Nach außen bleibt derweil alles beim Alten. Es gibt neue Projekt-Ankündigungen. Am 19. April – den Termin nannte er unverbindlich auf der Görlitzer Landeskrone – will er mit einem weiteren Schiff, der MS „Bremen“, auf der Talsperre Bautzen starten. Das Schiff sei bereits unterwegs, wenn auch unter großen Problemen.

Gipfel der Landeskrone abgesperrt für Besucher

Grundsätzlich sind Ausflugsschiffe auf dem Bautzener Stausee möglich und bedürfen keiner weiteren wasserrechtlichen Genehmigungen, heißt es vom Landratsamt Bautzen. Aber Anlagen für das Ein- und Aussteigen sowie zur Ent- und Versorgung des Schiffes an Land dürften genehmigungspflichtig sein. Das zuständige Landratsamt in Bautzen aber kann nichts dazu sagen. „Wir kennen die konkreten Pläne des Betreibers nicht“, sagt eine Sprecherin der Behörde. „Bei uns liegen bisher keine Anträge oder Ähnliches vor.“

Wenigstens kann er am Stausee kaum das tun, was er jetzt an der Landeskrone tat: Nachdem sein Landskron-Express kürzlich nicht auf den Gipfel fahren durfte, stellte er aus Wut über die Stadt einen Zaun auf, sperrte den alten Aussichtsturm ab.

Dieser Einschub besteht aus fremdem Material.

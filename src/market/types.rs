//! Market input types: raw pool records and the per-asset metric sample

use serde::{Deserialize, Serialize};

/// One asset's point-in-time metrics; every field is optional
///
/// Percentages are expressed in % (5.0 = 5%). `stablecoin_depeg_abs` is the
/// peg level of the stablecoin leg, `1 - |price - 1|`, so 1.0 is on peg and
/// lower is worse.
#[derive(Debug, Clone, Default, PartialEq, Serialize, Deserialize)]
pub struct MetricSample {
    pub apr_change_pct: Option<f64>,
    pub tvl_change_pct: Option<f64>,
    pub slippage: Option<f64>,
    pub tvl_drop_pct: Option<f64>,
    pub drawdown_pct: Option<f64>,
    pub apr_spike_pct: Option<f64>,
    pub stablecoin_depeg_abs: Option<f64>,
}

impl MetricSample {
    /// Whether the sample carries anything the regime detector can use
    pub fn has_trend(&self) -> bool {
        self.apr_change_pct.is_some() || self.tvl_change_pct.is_some()
    }
}

/// One record of the pool statistics file
///
/// Only `apr` and `tvl_usd` are required. Field aliases accept the common
/// aggregator spellings (`apy`, `tvlUsd`, `apyPct1D`).
#[derive(Debug, Clone, PartialEq, Deserialize)]
pub struct PoolRecord {
    #[serde(default, alias = "pool")]
    pub id: Option<String>,
    #[serde(default)]
    pub symbol: Option<String>,
    #[serde(alias = "apy")]
    pub apr: f64,
    #[serde(alias = "tvlUsd")]
    pub tvl_usd: f64,
    #[serde(default, alias = "apyPct1D")]
    pub apr_change_pct: Option<f64>,
    #[serde(default)]
    pub tvl_change_pct: Option<f64>,
    /// Expected slippage for a standard trade, %
    #[serde(default)]
    pub slippage: Option<f64>,
    #[serde(default)]
    pub tvl_drop_pct: Option<f64>,
    #[serde(default)]
    pub drawdown_pct: Option<f64>,
    #[serde(default)]
    pub apr_spike_pct: Option<f64>,
    /// Annualized volatility as a fraction
    #[serde(default, alias = "sigma")]
    pub volatility: Option<f64>,
    /// Price of the stablecoin leg in USD, when the pool has one
    #[serde(default)]
    pub stablecoin_price: Option<f64>,
    /// Upstream ranking score; defaults to the APR
    #[serde(default)]
    pub score: Option<f64>,
}

impl PoolRecord {
    /// Stable key used to match a pool across cycles
    pub fn key(&self, index: usize) -> String {
        self.id
            .clone()
            .or_else(|| self.symbol.clone())
            .unwrap_or_else(|| format!("pool-{}", index))
    }
}

/// What is remembered about a pool between cycles
#[derive(Debug, Clone, Copy, PartialEq, Serialize, Deserialize)]
pub struct PoolSnapshot {
    pub apr: f64,
    pub tvl_usd: f64,
}

/// A pool after ingestion: its metric sample plus scoring inputs
#[derive(Debug, Clone, PartialEq)]
pub struct AssetObservation {
    pub asset: String,
    pub symbol: Option<String>,
    pub sample: MetricSample,
    pub base_score: f64,
    pub apr: f64,
    pub tvl_usd: f64,
    pub volatility: Option<f64>,
}
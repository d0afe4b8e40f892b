/// Shared append-only journals
///
/// Independent processes coordinate only through these JSONL files:
/// - `lock`: advisory `<file>.lock` markers with timeout and stale reclaim
/// - `reader`: tolerant tailed reads
/// - `writer`: single-line appends and the per-cycle record writer
/// - `records`: line layouts
pub mod lock;
pub mod reader;
pub mod records;
pub mod writer;

pub use lock::{acquire_lock, is_locked, release_lock, JournalLock, LockGuard, LockOptions, LockToken};
pub use reader::read_tail;
pub use records::{
    AllocationPayload, AllocationRecord, AnomalyKind, AnomalyPayload, AnomalyRecord, CycleMetrics,
    DecisionPayload, DecisionRecord, JournalRecord, PlanSummary, SignalPayload, SignalRecord,
};
pub use writer::{append, JournalWriter, WriteReport};
use allocbot::{
    allocation::Direction,
    journal::{read_tail, AllocationRecord, AnomalyRecord, DecisionRecord, SignalRecord},
    paths::JournalPaths,
    types::{Bucket, ModeTier},
};
use clap::Parser;
use colored::*;
use std::path::PathBuf;
use std::time::Duration;

#[derive(Parser, Debug)]
#[command(name = "tool_journal_tail")]
#[command(about = "Print the most recent records of every journal", long_about = None)]
struct Args {
    #[arg(long)]
    journal_dir: Option<PathBuf>,

    /// Records per journal
    #[arg(short = 'n', long, default_value_t = 10)]
    lines: usize,

    /// Milliseconds to wait for a writer's lock before reading anyway
    #[arg(long, default_value_t = 1_000)]
    wait_ms: u64,
}

fn main() {
    let args = Args::parse();
    let journals = args
        .journal_dir
        .as_deref()
        .map(JournalPaths::in_dir)
        .unwrap_or_default();
    let wait = Duration::from_millis(args.wait_ms);

    header("SIGNALS", &journals.signals);
    let signals: Vec<SignalRecord> = read_tail(&journals.signals, args.lines, true, wait);
    for r in &signals {
        let s = &r.payload;
        let exit = if s.exit.exit {
            format!(" EXIT {}", s.exit.reason).red().bold().to_string()
        } else {
            String::new()
        };
        println!(
            "{} #{:<5} {:<12} {:+.2} {} actions={} moved=${:.2}{}",
            r.timestamp.format("%m-%d %H:%M:%S").to_string().dimmed(),
            s.cycle,
            s.context.to_string().cyan(),
            s.score,
            tier(s.mode.tier),
            s.plan.actions,
            s.plan.moved_usd,
            exit
        );
    }

    header("DECISIONS", &journals.decisions);
    let decisions: Vec<DecisionRecord> = read_tail(&journals.decisions, args.lines, true, wait);
    for r in &decisions {
        let d = &r.payload;
        let amount = match d.direction {
            Direction::Increase => format!("+${:.2}", d.amount_usd).green(),
            Direction::Decrease => format!("-${:.2}", d.amount_usd).red(),
        };
        println!(
            "{} #{:<5} {:<8} {}{}",
            r.timestamp.format("%m-%d %H:%M:%S").to_string().dimmed(),
            d.cycle,
            d.bucket.to_string(),
            amount,
            if d.capped { " (capped)".yellow().to_string() } else { String::new() }
        );
    }

    header("ALLOCATION", &journals.allocation);
    let allocations: Vec<AllocationRecord> =
        read_tail(&journals.allocation, args.lines, true, wait);
    for r in &allocations {
        let state = &r.payload.state;
        let parts: Vec<String> = Bucket::ALL
            .iter()
            .map(|b| format!("{}=${:.2}", b, state.amount(*b)))
            .collect();
        println!(
            "{} {:<20} {} total=${:.2}",
            r.timestamp.format("%m-%d %H:%M:%S").to_string().dimmed(),
            r.payload.source,
            parts.join(" "),
            state.total()
        );
    }

    header("ANOMALIES", &journals.anomalies);
    let anomalies: Vec<AnomalyRecord> = read_tail(&journals.anomalies, args.lines, true, wait);
    for r in &anomalies {
        let a = &r.payload;
        println!(
            "{} {:<16} {}",
            r.timestamp.format("%m-%d %H:%M:%S").to_string().dimmed(),
            a.kind.as_str().yellow(),
            a.detail
        );
    }
}

fn header(title: &str, path: &std::path::Path) {
    println!();
    println!("{} {}", title.bold(), path.display().to_string().dimmed());
}

fn tier(tier: ModeTier) -> ColoredString {
    let text = tier.to_string();
    match tier {
        ModeTier::Normal => text.green(),
        ModeTier::Tension => text.yellow(),
        ModeTier::Alerte => text.bright_yellow(),
        ModeTier::Crise => text.red(),
        ModeTier::Panic => text.red().bold(),
    }
}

Tatsächlich stand hinter dem Vorfall mit dem Express sein eigenes Versagen. So oder so, nichts geht mehr auf dem Gipfel.

Transparenzhinweis: Der Beitrag wurde ergänzt um die Information, dass der Käufer von Stefan Menzels Firmen, Radoslaw Krystian Kandybowicz, vor wenigen Tagen starb.